2. To validate the SAML response, the user should be a Prolaborate Admin.

How to validate the response?

In the User Login Audit view, the success and failure events of users logging into the application are captured. In the event of failure for Identity Provider User (SSO User), the response code generated is captured and an admin can validate the response directly from there.

Find the specific Identity Provider User then, Click on view under More Details.

Click on Menu > User Login Audit where login event of all user types is captured. To find the reason for failure of login of an Identity Provider User . Click on view under More Details..

The response code generated is displayed in the popup window. Admin can click Validate Response which redirects to the SAML SSO Validator page for the validation process to initiate.

Once the validations are complete, the Results section shows the reason for the login failure.

Troubleshoot

Once the validation is completed, administrator will receive a set of results that causes the error. We have mentioned the type of error and the remediation below for each type of error.
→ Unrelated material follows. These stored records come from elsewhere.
//! In-memory exception sink for tests and ephemeral use.

use std::collections::BTreeMap;
use std::sync::RwLock;

use chrono::Utc;
use cohort_types::{ExceptionId, ParticipantKey};
use tracing::{debug, info};

use crate::error::{ExceptionError, Result};
use crate::traits::ExceptionSink;
use crate::types::{ExceptionEntry, NewException, Resolution};

#[derive(Debug, Default)]
struct Entries {
    last_id: u64,
    by_id: BTreeMap<ExceptionId, ExceptionEntry>,
}

/// An in-memory implementation of [`ExceptionSink`].
///
/// Entries live in a `BTreeMap` keyed by id behind a `RwLock`, so listing
/// is naturally oldest first.
#[derive(Debug, Default)]
pub struct InMemoryExceptionSink {
    entries: RwLock<Entries>,
}

impl InMemoryExceptionSink {
    pub fn new() -> Self {
        Self::default()
    }

    /// Number of stored exceptions across all keys.
    pub fn len(&self) -> Result<usize> {
        let entries = self.entries.read().map_err(|_| ExceptionError::Poisoned)?;
        Ok(entries.by_id.len())
    }

    pub fn is_empty(&self) -> Result<bool> {
        Ok(self.len()? == 0)
    }
}

impl ExceptionSink for InMemoryExceptionSink {
    fn create(&self, batch: Vec<NewException>) -> Result<Vec<ExceptionId>> {
        if batch.iter().any(|e| e.key.is_blank()) {
            return Err(ExceptionError::InvalidInput(
                "exception without a participant key".into(),
            ));
        }
        let now = Utc::now();
        let mut entries = self.entries.write().map_err(|_| ExceptionError::Poisoned)?;
        let ids = batch
            .into_iter()
            .map(|new| {
                entries.last_id += 1;
                let id = ExceptionId::new(entries.last_id);
                entries.by_id.insert(id, ExceptionEntry::from_new(id, new, now));
                id
            })
            .collect::<Vec<_>>();
        debug!(count = ids.len(), "exceptions created");
        Ok(ids)
    }

    fn resolve(&self, key: ParticipantKey) -> Result<Resolution> {
        let resolved_at = Utc::now();
        let mut entries = self.entries.write().map_err(|_| ExceptionError::Poisoned)?;
        let mut resolved = 0;
        for entry in entries
            .by_id
            .values_mut()
            .filter(|e| e.key == key && !e.is_resolved())
        {
            entry.resolve(resolved_at);
            resolved += 1;
        }
        if resolved == 0 {
            return Err(ExceptionError::NotFound(key));
        }
        info!(%key, resolved, "exceptions resolved");
        Ok(Resolution {
            key,
            resolved,
            resolved_at,
        })
    }

    fn list(&self, key: ParticipantKey) -> Result<Vec<ExceptionEntry>> {
        let entries = self.entries.read().map_err(|_| ExceptionError::Poisoned)?;
        Ok(entries
            .by_id
            .values()
            .filter(|e| e.key == key)
            .cloned()
            .collect())
    }
}
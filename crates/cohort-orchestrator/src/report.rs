use cohort_transform::TransformationOutcome;
use cohort_types::{FileId, Stage};
use cohort_validation::{ParticipantValidation, Severity};
use serde::{Deserialize, Serialize};

/// Result of processing one file.
#[derive(Clone, Debug, PartialEq, Eq, Serialize, Deserialize)]
pub struct ProcessFileReport {
    pub file_id: FileId,
    pub filename: String,
    pub content_hash: String,
    pub total_records: u64,
    /// Distinct keyed participants carried through the record stages.
    pub records_processed: u64,
    /// Rows without a usable key.
    pub records_skipped: u64,
    pub records_passed: u64,
    pub records_failed: u64,
    pub records_distributed: u64,
    pub exceptions_created: u64,
    pub stages_completed: Vec<Stage>,
    pub current_stage: Stage,
    pub is_complete: bool,
    pub has_errors: bool,
}

/// A single rule failure that stops a record.
#[derive(Clone, Debug, PartialEq, Eq, Serialize, Deserialize)]
pub struct RecordFailure {
    pub rule_name: String,
    pub message: String,
    pub severity: Severity,
}

impl RecordFailure {
    /// Only `Error` failures are recorded as exceptions.
    pub fn raises_exception(&self) -> bool {
        self.severity == Severity::Error
    }
}

/// What a record-granular stage concluded about one record.
#[derive(Clone, Debug, PartialEq, Eq, Serialize, Deserialize)]
#[serde(tag = "outcome", rename_all = "snake_case")]
pub enum RecordOutcome {
    Passed,
    Failed { failures: Vec<RecordFailure> },
}

impl RecordOutcome {
    pub fn failed(rule_name: impl Into<String>, message: impl Into<String>) -> Self {
        Self::Failed {
            failures: vec![RecordFailure {
                rule_name: rule_name.into(),
                message: message.into(),
                severity: Severity::Error,
            }],
        }
    }

    /// Every failed validation result, `Error` or `Warning`, fails the record.
    pub fn of_validation(validation: &ParticipantValidation) -> Self {
        Self::from_failures(
            validation
                .failures()
                .map(|result| RecordFailure {
                    rule_name: result.rule_name.clone(),
                    message: result.message.clone(),
                    severity: result.severity,
                })
                .collect(),
        )
    }

    /// Rules that could not be applied become failures.
    pub fn of_transformation(outcome: &TransformationOutcome) -> Self {
        Self::from_failures(
            outcome
                .results()
                .filter(|result| result.is_error())
                .map(|result| RecordFailure {
                    rule_name: result.rule_name.clone(),
                    message: result
                        .error
                        .clone()
                        .unwrap_or_else(|| result.message.clone()),
                    severity: Severity::Error,
                })
                .collect(),
        )
    }

    pub fn passed(&self) -> bool {
        matches!(self, Self::Passed)
    }

    pub fn failures(&self) -> &[RecordFailure] {
        match self {
            Self::Passed => &[],
            Self::Failed { failures } => failures,
        }
    }

    fn from_failures(failures: Vec<RecordFailure>) -> Self {
        if failures.is_empty() {
            Self::Passed
        } else {
            Self::Failed { failures }
        }
    }
}

#[cfg(test)]
mod tests {
    use cohort_types::ParticipantKey;
    use cohort_validation::ValidationResult;

    use super::*;

    #[test]
    fn a_warning_fails_the_record_without_an_exception() {
        let validation = ParticipantValidation::new(
            ParticipantKey::new(1),
            vec![
                ValidationResult::pass("a", "ok"),
                ValidationResult::fail("b", Severity::Warning, "odd postcode"),
                ValidationResult::fail("c", Severity::Info, "no provider"),
            ],
        );
        let outcome = RecordOutcome::of_validation(&validation);
        assert!(!outcome.passed());
        assert_eq!(outcome.failures().len(), 1);
        assert_eq!(outcome.failures()[0].rule_name, "b");
        assert!(!outcome.failures()[0].raises_exception());
    }

    #[test]
    fn failures_keep_rule_order() {
        let validation = ParticipantValidation::new(
            ParticipantKey::new(1),
            vec![
                ValidationResult::fail("first", Severity::Error, "missing name"),
                ValidationResult::fail("second", Severity::Warning, "w"),
                ValidationResult::rule_failure("third", "store offline"),
            ],
        );
        let outcome = RecordOutcome::of_validation(&validation);
        let names: Vec<_> = outcome.failures().iter().map(|f| f.rule_name.as_str()).collect();
        assert_eq!(names, ["first", "second", "third"]);
        let raising: Vec<_> = outcome
            .failures()
            .iter()
            .filter(|f| f.raises_exception())
            .map(|f| f.rule_name.as_str())
            .collect();
        assert_eq!(raising, ["first", "third"]);
        assert!(outcome.failures()[2].message.contains("store offline"));
    }

    #[test]
    fn outcome_serializes_with_tag() {
        let json = serde_json::to_value(RecordOutcome::failed("stage", "boom")).unwrap();
        assert_eq!(json["outcome"], "failed");
        assert_eq!(json["failures"][0]["rule_name"], "stage");
        assert_eq!(
            serde_json::to_value(RecordOutcome::Passed).unwrap()["outcome"],
            "passed"
        );
    }
}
1. Check the Assertion Validation Status

• Verify that the overall configuration meets the necessary requirements. This issue may arise if the configuration doesn’t align with conditions not covered on the below validation points.

2. Check if the Destination URL matches

• Confirm if the Destination URL entered in the Identity Provider (IDP) matches with the Assertion Consumer URL under Service Provider Configuration in Prolaborate. 

3. Check the Timestamp in the Assertion Condition

• If the system date is incorrect, you might encounter this issue. This usually happens if a user has mistakenly set an inaccurate date. Double-check and ensure your system date is accurately configured to avoid any potential disruptions.

4. Check if the Assertion Attribute Namespace matches

• Optimize your setup by confirming your configuration is aligned with SAML 2.0, the supported protocol exclusive to Prolaborate. Refer to the user guide for detailed instructions and insights on leveraging the benefits of SAML 2.0 within Prolaborate. 

5. Check if the Assertion Issuer matches

• Confirm if the Name entered under Identity Provider Configuration in Prolaborate matches with the SAML Issue.URL under Service Provider Configuration in Prolaborate.

6. Check if the Assertion Audience Restriction matches

• Ensure that the link copied from the Name under Service Provider (SP) section of Prolaborate and entered in the Identity Provider are correct. 

Above image is an example where we have used OKTA as IDP do demonstrate the configuration.

7. Check if the Assertion Recipient matches

• Check if the Recipient URL entered in the Identity Provider matches with the Assertion Consumer URL under Service Provider Configuration in Prolaborate. 

8. Validate the SAML signature

• Check if you’ve uploaded a valid (.cer) certificate.

9. Check Attributes from assertion

• Check that the email or group mapping you entered in the Attribute mapping is valid to ensure smooth validation. Refer to the user guide for step-by-step instructions on entering valid details.